ENTRIES PROVIDED =>

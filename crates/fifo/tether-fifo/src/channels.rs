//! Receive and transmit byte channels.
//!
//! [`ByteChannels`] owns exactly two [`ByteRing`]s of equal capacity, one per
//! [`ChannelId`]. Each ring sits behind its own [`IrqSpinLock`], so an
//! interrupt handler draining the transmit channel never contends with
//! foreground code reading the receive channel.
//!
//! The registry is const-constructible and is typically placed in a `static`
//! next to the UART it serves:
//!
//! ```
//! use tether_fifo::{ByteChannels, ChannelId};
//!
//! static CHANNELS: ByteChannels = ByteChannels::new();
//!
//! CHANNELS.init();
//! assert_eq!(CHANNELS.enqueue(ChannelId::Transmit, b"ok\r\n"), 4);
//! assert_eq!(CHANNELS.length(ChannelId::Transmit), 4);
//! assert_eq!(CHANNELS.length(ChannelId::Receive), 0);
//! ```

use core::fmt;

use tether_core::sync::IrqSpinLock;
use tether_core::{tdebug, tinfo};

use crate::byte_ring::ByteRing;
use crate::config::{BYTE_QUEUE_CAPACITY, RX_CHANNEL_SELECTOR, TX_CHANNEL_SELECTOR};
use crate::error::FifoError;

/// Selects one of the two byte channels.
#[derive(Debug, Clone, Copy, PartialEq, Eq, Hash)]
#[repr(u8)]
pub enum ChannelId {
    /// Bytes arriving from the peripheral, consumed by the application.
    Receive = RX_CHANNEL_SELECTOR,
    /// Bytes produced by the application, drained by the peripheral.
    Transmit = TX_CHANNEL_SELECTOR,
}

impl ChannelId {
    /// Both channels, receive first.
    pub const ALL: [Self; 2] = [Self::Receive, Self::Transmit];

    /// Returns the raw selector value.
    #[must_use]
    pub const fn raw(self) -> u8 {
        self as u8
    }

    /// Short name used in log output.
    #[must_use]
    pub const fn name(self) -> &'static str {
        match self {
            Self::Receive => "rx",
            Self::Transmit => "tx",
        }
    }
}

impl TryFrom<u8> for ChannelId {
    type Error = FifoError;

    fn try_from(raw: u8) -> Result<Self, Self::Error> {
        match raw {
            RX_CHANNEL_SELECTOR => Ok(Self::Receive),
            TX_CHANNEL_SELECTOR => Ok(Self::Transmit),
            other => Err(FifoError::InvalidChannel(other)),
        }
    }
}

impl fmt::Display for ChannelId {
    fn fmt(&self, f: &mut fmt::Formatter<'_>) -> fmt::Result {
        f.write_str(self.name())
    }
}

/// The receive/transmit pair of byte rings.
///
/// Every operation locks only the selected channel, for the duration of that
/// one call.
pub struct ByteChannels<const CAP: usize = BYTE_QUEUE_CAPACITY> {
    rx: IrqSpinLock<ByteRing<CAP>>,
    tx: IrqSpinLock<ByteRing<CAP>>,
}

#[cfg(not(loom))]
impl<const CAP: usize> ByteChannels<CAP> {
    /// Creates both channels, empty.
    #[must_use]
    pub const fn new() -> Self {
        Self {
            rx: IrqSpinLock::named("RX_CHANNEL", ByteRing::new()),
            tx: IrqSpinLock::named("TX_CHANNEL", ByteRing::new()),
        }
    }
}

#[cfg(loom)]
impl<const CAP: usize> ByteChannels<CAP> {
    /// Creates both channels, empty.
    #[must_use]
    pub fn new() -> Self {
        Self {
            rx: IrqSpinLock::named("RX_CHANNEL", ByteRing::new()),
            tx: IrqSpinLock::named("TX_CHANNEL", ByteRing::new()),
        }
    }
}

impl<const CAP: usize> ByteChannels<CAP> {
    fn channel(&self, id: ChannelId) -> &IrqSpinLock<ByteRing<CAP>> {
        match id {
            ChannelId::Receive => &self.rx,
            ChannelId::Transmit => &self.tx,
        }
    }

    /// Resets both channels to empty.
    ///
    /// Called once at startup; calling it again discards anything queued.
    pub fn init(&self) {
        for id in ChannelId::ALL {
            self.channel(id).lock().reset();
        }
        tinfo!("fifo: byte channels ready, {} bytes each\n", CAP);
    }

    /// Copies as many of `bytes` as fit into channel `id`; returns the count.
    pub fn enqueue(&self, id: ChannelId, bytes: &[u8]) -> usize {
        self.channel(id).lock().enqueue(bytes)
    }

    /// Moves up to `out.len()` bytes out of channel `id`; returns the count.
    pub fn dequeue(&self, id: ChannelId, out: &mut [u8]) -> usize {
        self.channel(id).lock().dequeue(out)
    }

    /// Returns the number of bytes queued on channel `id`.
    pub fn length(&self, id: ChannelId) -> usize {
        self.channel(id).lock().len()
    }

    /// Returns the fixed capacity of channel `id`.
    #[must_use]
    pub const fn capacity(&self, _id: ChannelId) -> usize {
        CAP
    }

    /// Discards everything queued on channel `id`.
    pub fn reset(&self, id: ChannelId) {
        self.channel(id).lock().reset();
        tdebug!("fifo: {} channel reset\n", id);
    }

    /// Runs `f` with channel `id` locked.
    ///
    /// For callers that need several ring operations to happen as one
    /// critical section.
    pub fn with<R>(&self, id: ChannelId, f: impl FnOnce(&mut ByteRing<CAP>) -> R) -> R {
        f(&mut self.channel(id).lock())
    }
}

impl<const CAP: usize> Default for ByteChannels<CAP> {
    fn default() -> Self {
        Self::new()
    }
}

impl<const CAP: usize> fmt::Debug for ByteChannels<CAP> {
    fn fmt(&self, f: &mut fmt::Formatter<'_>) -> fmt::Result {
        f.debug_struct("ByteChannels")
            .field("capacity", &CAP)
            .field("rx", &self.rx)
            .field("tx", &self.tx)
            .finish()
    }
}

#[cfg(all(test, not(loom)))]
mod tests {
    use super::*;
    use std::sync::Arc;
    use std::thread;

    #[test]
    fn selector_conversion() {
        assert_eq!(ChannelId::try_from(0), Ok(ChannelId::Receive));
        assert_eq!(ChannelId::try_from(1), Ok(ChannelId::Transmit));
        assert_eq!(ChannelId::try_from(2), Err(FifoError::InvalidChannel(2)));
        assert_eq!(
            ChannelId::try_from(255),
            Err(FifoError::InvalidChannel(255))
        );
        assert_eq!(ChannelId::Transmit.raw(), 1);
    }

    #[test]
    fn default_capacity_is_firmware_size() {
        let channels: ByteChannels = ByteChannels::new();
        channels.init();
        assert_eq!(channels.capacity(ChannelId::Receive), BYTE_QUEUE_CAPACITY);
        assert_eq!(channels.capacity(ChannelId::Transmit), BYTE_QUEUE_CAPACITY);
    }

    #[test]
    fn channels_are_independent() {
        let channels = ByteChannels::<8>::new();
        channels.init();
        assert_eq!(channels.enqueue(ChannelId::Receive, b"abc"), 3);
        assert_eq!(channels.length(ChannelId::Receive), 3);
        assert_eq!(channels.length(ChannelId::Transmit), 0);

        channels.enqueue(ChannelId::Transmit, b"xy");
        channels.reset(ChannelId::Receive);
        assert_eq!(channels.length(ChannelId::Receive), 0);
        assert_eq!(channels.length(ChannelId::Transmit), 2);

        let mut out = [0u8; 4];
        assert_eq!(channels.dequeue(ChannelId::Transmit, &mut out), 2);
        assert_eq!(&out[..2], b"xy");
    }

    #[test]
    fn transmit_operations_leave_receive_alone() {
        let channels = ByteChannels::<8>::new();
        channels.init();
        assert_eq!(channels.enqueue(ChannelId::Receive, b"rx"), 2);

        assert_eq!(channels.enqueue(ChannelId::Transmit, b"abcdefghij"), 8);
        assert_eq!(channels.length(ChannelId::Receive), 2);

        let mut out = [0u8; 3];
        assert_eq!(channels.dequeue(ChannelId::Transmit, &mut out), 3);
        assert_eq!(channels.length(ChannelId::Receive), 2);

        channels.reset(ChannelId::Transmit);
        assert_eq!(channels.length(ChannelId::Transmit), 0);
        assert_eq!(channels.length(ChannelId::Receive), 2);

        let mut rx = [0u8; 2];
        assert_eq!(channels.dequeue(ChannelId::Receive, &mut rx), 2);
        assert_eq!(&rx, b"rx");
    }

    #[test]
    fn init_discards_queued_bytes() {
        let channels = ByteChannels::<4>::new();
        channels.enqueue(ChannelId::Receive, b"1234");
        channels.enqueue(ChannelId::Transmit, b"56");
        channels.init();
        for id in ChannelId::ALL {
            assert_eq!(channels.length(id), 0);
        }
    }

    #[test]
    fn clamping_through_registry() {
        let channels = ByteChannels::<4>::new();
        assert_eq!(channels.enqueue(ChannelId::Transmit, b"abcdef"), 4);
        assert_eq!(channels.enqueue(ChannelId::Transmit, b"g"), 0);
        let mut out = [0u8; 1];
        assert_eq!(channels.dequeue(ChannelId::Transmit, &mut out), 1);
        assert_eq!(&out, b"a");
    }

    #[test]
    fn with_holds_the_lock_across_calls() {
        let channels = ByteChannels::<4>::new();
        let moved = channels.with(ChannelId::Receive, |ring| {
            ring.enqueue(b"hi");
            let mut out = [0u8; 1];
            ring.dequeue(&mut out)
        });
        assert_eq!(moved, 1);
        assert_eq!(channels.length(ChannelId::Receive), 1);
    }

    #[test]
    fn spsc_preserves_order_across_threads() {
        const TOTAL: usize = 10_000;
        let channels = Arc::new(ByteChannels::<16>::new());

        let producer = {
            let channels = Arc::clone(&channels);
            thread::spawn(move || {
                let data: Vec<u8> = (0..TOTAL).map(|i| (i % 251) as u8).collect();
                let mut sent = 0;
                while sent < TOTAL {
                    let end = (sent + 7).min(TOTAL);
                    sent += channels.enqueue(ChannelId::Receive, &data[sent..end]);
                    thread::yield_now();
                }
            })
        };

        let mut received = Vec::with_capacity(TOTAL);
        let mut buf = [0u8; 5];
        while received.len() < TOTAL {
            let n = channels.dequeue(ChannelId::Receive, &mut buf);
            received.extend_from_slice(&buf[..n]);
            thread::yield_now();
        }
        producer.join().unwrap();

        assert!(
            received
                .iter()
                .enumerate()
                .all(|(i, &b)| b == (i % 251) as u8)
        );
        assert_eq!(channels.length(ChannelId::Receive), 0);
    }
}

TASK GOAL => Copy, with no alteration, the line that contains "let n = channels.dequeue(ChannelId::Receive, &mut" and each remaining line of the listing above.

EXERCISE ANSWER =>
            let n = channels.dequeue(ChannelId::Receive, &mut buf);
            received.extend_from_slice(&buf[..n]);
            thread::yield_now();
        }
        producer.join().unwrap();

        assert!(
            received
                .iter()
                .enumerate()
                .all(|(i, &b)| b == (i % 251) as u8)
        );
        assert_eq!(channels.length(ChannelId::Receive), 0);
    }
}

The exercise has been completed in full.